Problem: Starting at the first line and ending at the last, repeat the material word for word.

The data:
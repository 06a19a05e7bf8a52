//! Filtered interface event streams.
//!
//! [`EventStream`] owns one rtnetlink socket and exposes two modes: a
//! one-shot [`dump`] of current state and an open-ended [`wait`] that
//! yields multicast events until an inactivity window passes with nothing
//! admitted.
//!
//! [`dump`]: EventStream::dump
//! [`wait`]: EventStream::wait

use std::collections::VecDeque;
use std::time::{Duration, Instant};

use tracing::{debug, warn};

use crate::error::Result;
use crate::filter::EventFilter;
use crate::message::{dump_request, MessageIter, NlMsgType};
use crate::messages::{decode_frame, Decoded, Event};
use crate::socket::{rtnetlink_groups, NetlinkSocket};

/// How long a dump may sit idle before it is abandoned.
const DUMP_TIMEOUT: Duration = Duration::from_secs(1);

/// What a one-shot dump should enumerate.
#[derive(Debug, Clone, Copy, PartialEq, Eq)]
pub enum DumpKind {
    /// All interfaces (RTM_GETLINK).
    Links,
    /// All addresses (RTM_GETADDR).
    Addresses,
}

impl DumpKind {
    fn request_type(self) -> u16 {
        match self {
            DumpKind::Links => NlMsgType::RTM_GETLINK,
            DumpKind::Addresses => NlMsgType::RTM_GETADDR,
        }
    }
}

/// Configures and opens an [`EventStream`].
#[derive(Debug, Clone)]
pub struct EventStreamBuilder {
    links: bool,
    addresses: bool,
    accept: Vec<String>,
    reject: Vec<String>,
    strict: bool,
}

impl Default for EventStreamBuilder {
    fn default() -> Self {
        EventStreamBuilder {
            links: true,
            addresses: false,
            accept: vec!["*".to_string()],
            reject: Vec::new(),
            strict: false,
        }
    }
}

impl EventStreamBuilder {
    pub fn new() -> Self {
        Self::default()
    }

    /// Subscribe to link state changes. On by default.
    pub fn links(mut self, enable: bool) -> Self {
        self.links = enable;
        self
    }

    /// Subscribe to IPv4 address changes. Off by default.
    pub fn addresses(mut self, enable: bool) -> Self {
        self.addresses = enable;
        self
    }

    /// Glob patterns interface names must match.
    pub fn accept<I, S>(mut self, patterns: I) -> Self
    where
        I: IntoIterator<Item = S>,
        S: Into<String>,
    {
        self.accept = patterns.into_iter().map(Into::into).collect();
        self
    }

    /// Glob patterns that exclude interfaces, ahead of accept patterns.
    pub fn reject<I, S>(mut self, patterns: I) -> Self
    where
        I: IntoIterator<Item = S>,
        S: Into<String>,
    {
        self.reject = patterns.into_iter().map(Into::into).collect();
        self
    }

    /// Drop events missing the attributes callers usually read.
    pub fn strict(mut self, enable: bool) -> Self {
        self.strict = enable;
        self
    }

    /// Open the socket, join the requested groups, and build the stream.
    pub fn open(self) -> Result<EventStream> {
        let filter = EventFilter::new(&self.accept, &self.reject, self.strict)?;
        let mut socket = NetlinkSocket::new()?;
        if self.links {
            socket.subscribe(rtnetlink_groups::RTNLGRP_LINK)?;
        }
        if self.addresses {
            socket.subscribe(rtnetlink_groups::RTNLGRP_IPV4_IFADDR)?;
        }
        Ok(EventStream {
            socket,
            filter,
            pending: VecDeque::new(),
        })
    }
}

/// A filtered stream of interface events.
pub struct EventStream {
    socket: NetlinkSocket,
    filter: EventFilter,
    pending: VecDeque<Event>,
}

impl EventStream {
    /// Configure a new stream.
    pub fn builder() -> EventStreamBuilder {
        EventStreamBuilder::new()
    }

    /// Ask the kernel for a full enumeration and collect the admitted
    /// events. Ends at NLMSG_DONE, or when the kernel goes quiet for
    /// a second. Dump results never mix with multicast events queued
    /// for `wait`.
    pub fn dump(&mut self, kind: DumpKind) -> Result<Vec<Event>> {
        let request = dump_request(kind.request_type(), self.socket.pid());
        self.socket.send(&request)?;

        let mut queued = VecDeque::new();
        loop {
            if !self.socket.poll_read(Some(DUMP_TIMEOUT))? {
                warn!("dump went quiet before NLMSG_DONE");
                break;
            }
            let data = self.socket.recv()?;
            if collect_events(&data, &self.filter, &mut queued) {
                break;
            }
        }
        debug!(count = queued.len(), "dump complete");
        Ok(queued.into_iter().collect())
    }

    /// Iterate multicast events as they arrive.
    ///
    /// `window` is an inactivity bound: the countdown re-arms every time an
    /// event is yielded, and the iterator ends once a full window passes
    /// without one. `None` waits forever.
    pub fn wait(&mut self, window: Option<Duration>) -> EventIter<'_> {
        EventIter {
            stream: self,
            window,
            deadline: window.map(|w| Instant::now() + w),
            state: StreamState::Armed,
        }
    }
}

#[derive(Debug, Clone, Copy, PartialEq, Eq)]
enum StreamState {
    /// Reading from the socket.
    Armed,
    /// Saw a terminator; hand out what is queued, read no more.
    Draining,
    /// No further items.
    Finished,
}

/// Blocking iterator over admitted events. See [`EventStream::wait`].
pub struct EventIter<'a> {
    stream: &'a mut EventStream,
    window: Option<Duration>,
    deadline: Option<Instant>,
    state: StreamState,
}

impl EventIter<'_> {
    fn remaining(&self) -> Option<Duration> {
        self.deadline
            .map(|d| d.saturating_duration_since(Instant::now()))
    }
}

impl Iterator for EventIter<'_> {
    type Item = Result<Event>;

    fn next(&mut self) -> Option<Self::Item> {
        loop {
            match self.state {
                StreamState::Finished => return None,
                StreamState::Draining => {
                    let event = self.stream.pending.pop_front();
                    if event.is_none() {
                        self.state = StreamState::Finished;
                    }
                    return event.map(Ok);
                }
                StreamState::Armed => {
                    if let Some(event) = self.stream.pending.pop_front() {
                        self.deadline = self.window.map(|w| Instant::now() + w);
                        return Some(Ok(event));
                    }
                    if self.remaining() == Some(Duration::ZERO) {
                        debug!("event stream idle past its window");
                        self.state = StreamState::Finished;
                        return None;
                    }
                    match self.stream.socket.poll_read(self.remaining()) {
                        Ok(true) => {}
                        Ok(false) => {
                            self.state = StreamState::Finished;
                            return None;
                        }
                        Err(err) => {
                            self.state = StreamState::Finished;
                            return Some(Err(err));
                        }
                    }
                    match self.stream.socket.recv() {
                        Ok(data) => {
                            if collect_events(&data, &self.stream.filter, &mut self.stream.pending)
                            {
                                self.state = StreamState::Draining;
                            }
                        }
                        Err(err) => {
                            self.state = StreamState::Finished;
                            return Some(Err(err));
                        }
                    }
                }
            }
        }
    }
}

/// Split one datagram into messages, decode them, and queue what the
/// filter admits. A terminator ends the walk; the rest of the read is
/// not examined. Returns true when the terminator was seen.
fn collect_events(data: &[u8], filter: &EventFilter, pending: &mut VecDeque<Event>) -> bool {
    for (header, payload) in MessageIter::new(data) {
        match decode_frame(header.nlmsg_type, payload) {
            Decoded::Event(event) => {
                if filter.admits(&event) {
                    pending.push_back(event);
                }
            }
            Decoded::Done => return true,
            Decoded::Ignored => {}
        }
    }
    false
}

Result:
repository 06a19a05e7bf8a52
//! Filtered interface event streams.
//!
//! [`EventStream`] owns one rtnetlink socket and exposes two modes: a
//! one-shot [`dump`] of current state and an open-ended [`wait`] that
//! yields multicast events until an inactivity window passes with nothing
//! admitted.
//!
//! [`dump`]: EventStream::dump
//! [`wait`]: EventStream::wait

use std::collections::VecDeque;
use std::time::{Duration, Instant};

use tracing::{debug, warn};

use crate::error::Result;
use crate::filter::EventFilter;
use crate::message::{dump_request, MessageIter, NlMsgType};
use crate::messages::{decode_frame, Decoded, Event};
use crate::socket::{rtnetlink_groups, NetlinkSocket};

/// How long a dump may sit idle before it is abandoned.
const DUMP_TIMEOUT: Duration = Duration::from_secs(1);

/// What a one-shot dump should enumerate.
#[derive(Debug, Clone, Copy, PartialEq, Eq)]
pub enum DumpKind {
    /// All interfaces (RTM_GETLINK).
    Links,
    /// All addresses (RTM_GETADDR).
    Addresses,
}

impl DumpKind {
    fn request_type(self) -> u16 {
        match self {
            DumpKind::Links => NlMsgType::RTM_GETLINK,
            DumpKind::Addresses => NlMsgType::RTM_GETADDR,
        }
    }
}

/// Configures and opens an [`EventStream`].
#[derive(Debug, Clone)]
pub struct EventStreamBuilder {
    links: bool,
    addresses: bool,
    accept: Vec<String>,
    reject: Vec<String>,
    strict: bool,
}

impl Default for EventStreamBuilder {
    fn default() -> Self {
        EventStreamBuilder {
            links: true,
            addresses: false,
            accept: vec!["*".to_string()],
            reject: Vec::new(),
            strict: false,
        }
    }
}

impl EventStreamBuilder {
    pub fn new() -> Self {
        Self::default()
    }

    /// Subscribe to link state changes. On by default.
    pub fn links(mut self, enable: bool) -> Self {
        self.links = enable;
        self
    }

    /// Subscribe to IPv4 address changes. Off by default.
    pub fn addresses(mut self, enable: bool) -> Self {
        self.addresses = enable;
        self
    }

    /// Glob patterns interface names must match.
    pub fn accept<I, S>(mut self, patterns: I) -> Self
    where
        I: IntoIterator<Item = S>,
        S: Into<String>,
    {
        self.accept = patterns.into_iter().map(Into::into).collect();
        self
    }

    /// Glob patterns that exclude interfaces, ahead of accept patterns.
    pub fn reject<I, S>(mut self, patterns: I) -> Self
    where
        I: IntoIterator<Item = S>,
        S: Into<String>,
    {
        self.reject = patterns.into_iter().map(Into::into).collect();
        self
    }

    /// Drop events missing the attributes callers usually read.
    pub fn strict(mut self, enable: bool) -> Self {
        self.strict = enable;
        self
    }

    /// Open the socket, join the requested groups, and build the stream.
    pub fn open(self) -> Result<EventStream> {
        let filter = EventFilter::new(&self.accept, &self.reject, self.strict)?;
        let mut socket = NetlinkSocket::new()?;
        if self.links {
            socket.subscribe(rtnetlink_groups::RTNLGRP_LINK)?;
        }
        if self.addresses {
            socket.subscribe(rtnetlink_groups::RTNLGRP_IPV4_IFADDR)?;
        }
        Ok(EventStream {
            socket,
            filter,
            pending: VecDeque::new(),
        })
    }
}

/// A filtered stream of interface events.
pub struct EventStream {
    socket: NetlinkSocket,
    filter: EventFilter,
    pending: VecDeque<Event>,
}

impl EventStream {
    /// Configure a new stream.
    pub fn builder() -> EventStreamBuilder {
        EventStreamBuilder::new()
    }

    /// Ask the kernel for a full enumeration and collect the admitted
    /// events. Ends at NLMSG_DONE, or when the kernel goes quiet for
    /// a second. Dump results never mix with multicast events queued
    /// for `wait`.
    pub fn dump(&mut self, kind: DumpKind) -> Result<Vec<Event>> {
        let request = dump_request(kind.request_type(), self.socket.pid());
        self.socket.send(&request)?;

        let mut queued = VecDeque::new();
        loop {
            if !self.socket.poll_read(Some(DUMP_TIMEOUT))? {
                warn!("dump went quiet before NLMSG_DONE");
                break;
            }
            let data = self.socket.recv()?;
            if collect_events(&data, &self.filter, &mut queued) {
                break;
            }
        }
        debug!(count = queued.len(), "dump complete");
        Ok(queued.into_iter().collect())
    }

    /// Iterate multicast events as they arrive.
    ///
    /// `window` is an inactivity bound: the countdown re-arms every time an
    /// event is yielded, and the iterator ends once a full window passes
    /// without one. `None` waits forever.
    pub fn wait(&mut self, window: Option<Duration>) -> EventIter<'_> {
        EventIter {
            stream: self,
            window,
            deadline: window.map(|w| Instant::now() + w),
            state: StreamState::Armed,
        }
    }
}

#[derive(Debug, Clone, Copy, PartialEq, Eq)]
enum StreamState {
    /// Reading from the socket.
    Armed,
    /// Saw a terminator; hand out what is queued, read no more.
    Draining,
    /// No further items.
    Finished,
}

/// Blocking iterator over admitted events. See [`EventStream::wait`].
pub struct EventIter<'a> {
    stream: &'a mut EventStream,
    window: Option<Duration>,
    deadline: Option<Instant>,
    state: StreamState,
}

impl EventIter<'_> {
    fn remaining(&self) -> Option<Duration> {
        self.deadline
            .map(|d| d.saturating_duration_since(Instant::now()))
    }
}

impl Iterator for EventIter<'_> {
    type Item = Result<Event>;

    fn next(&mut self) -> Option<Self::Item> {
        loop {
            match self.state {
                StreamState::Finished => return None,
                StreamState::Draining => {
                    let event = self.stream.pending.pop_front();
                    if event.is_none() {
                        self.state = StreamState::Finished;
                    }
                    return event.map(Ok);
                }
                StreamState::Armed => {
                    if let Some(event) = self.stream.pending.pop_front() {
                        self.deadline = self.window.map(|w| Instant::now() + w);
                        return Some(Ok(event));
                    }
                    if self.remaining() == Some(Duration::ZERO) {
                        debug!("event stream idle past its window");
                        self.state = StreamState::Finished;
                        return None;
                    }
                    match self.stream.socket.poll_read(self.remaining()) {
                        Ok(true) => {}
                        Ok(false) => {
                            self.state = StreamState::Finished;
                            return None;
                        }
                        Err(err) => {
                            self.state = StreamState::Finished;
                            return Some(Err(err));
                        }
                    }
                    match self.stream.socket.recv() {
                        Ok(data) => {
                            if collect_events(&data, &self.stream.filter, &mut self.stream.pending)
                            {
                                self.state = StreamState::Draining;
                            }
                        }
                        Err(err) => {
                            self.state = StreamState::Finished;
                            return Some(Err(err));
                        }
                    }
                }
            }
        }
    }
}

/// Split one datagram into messages, decode them, and queue what the
/// filter admits. A terminator ends the walk; the rest of the read is
/// not examined. Returns true when the terminator was seen.
fn collect_events(data: &[u8], filter: &EventFilter, pending: &mut VecDeque<Event>) -> bool {
    for (header, payload) in MessageIter::new(data) {
        match decode_frame(header.nlmsg_type, payload) {
            Decoded::Event(event) => {
                if filter.admits(&event) {
                    pending.push_back(event);
                }
            }
            Decoded::Done => return true,
            Decoded::Ignored => {}
        }
    }
    false
}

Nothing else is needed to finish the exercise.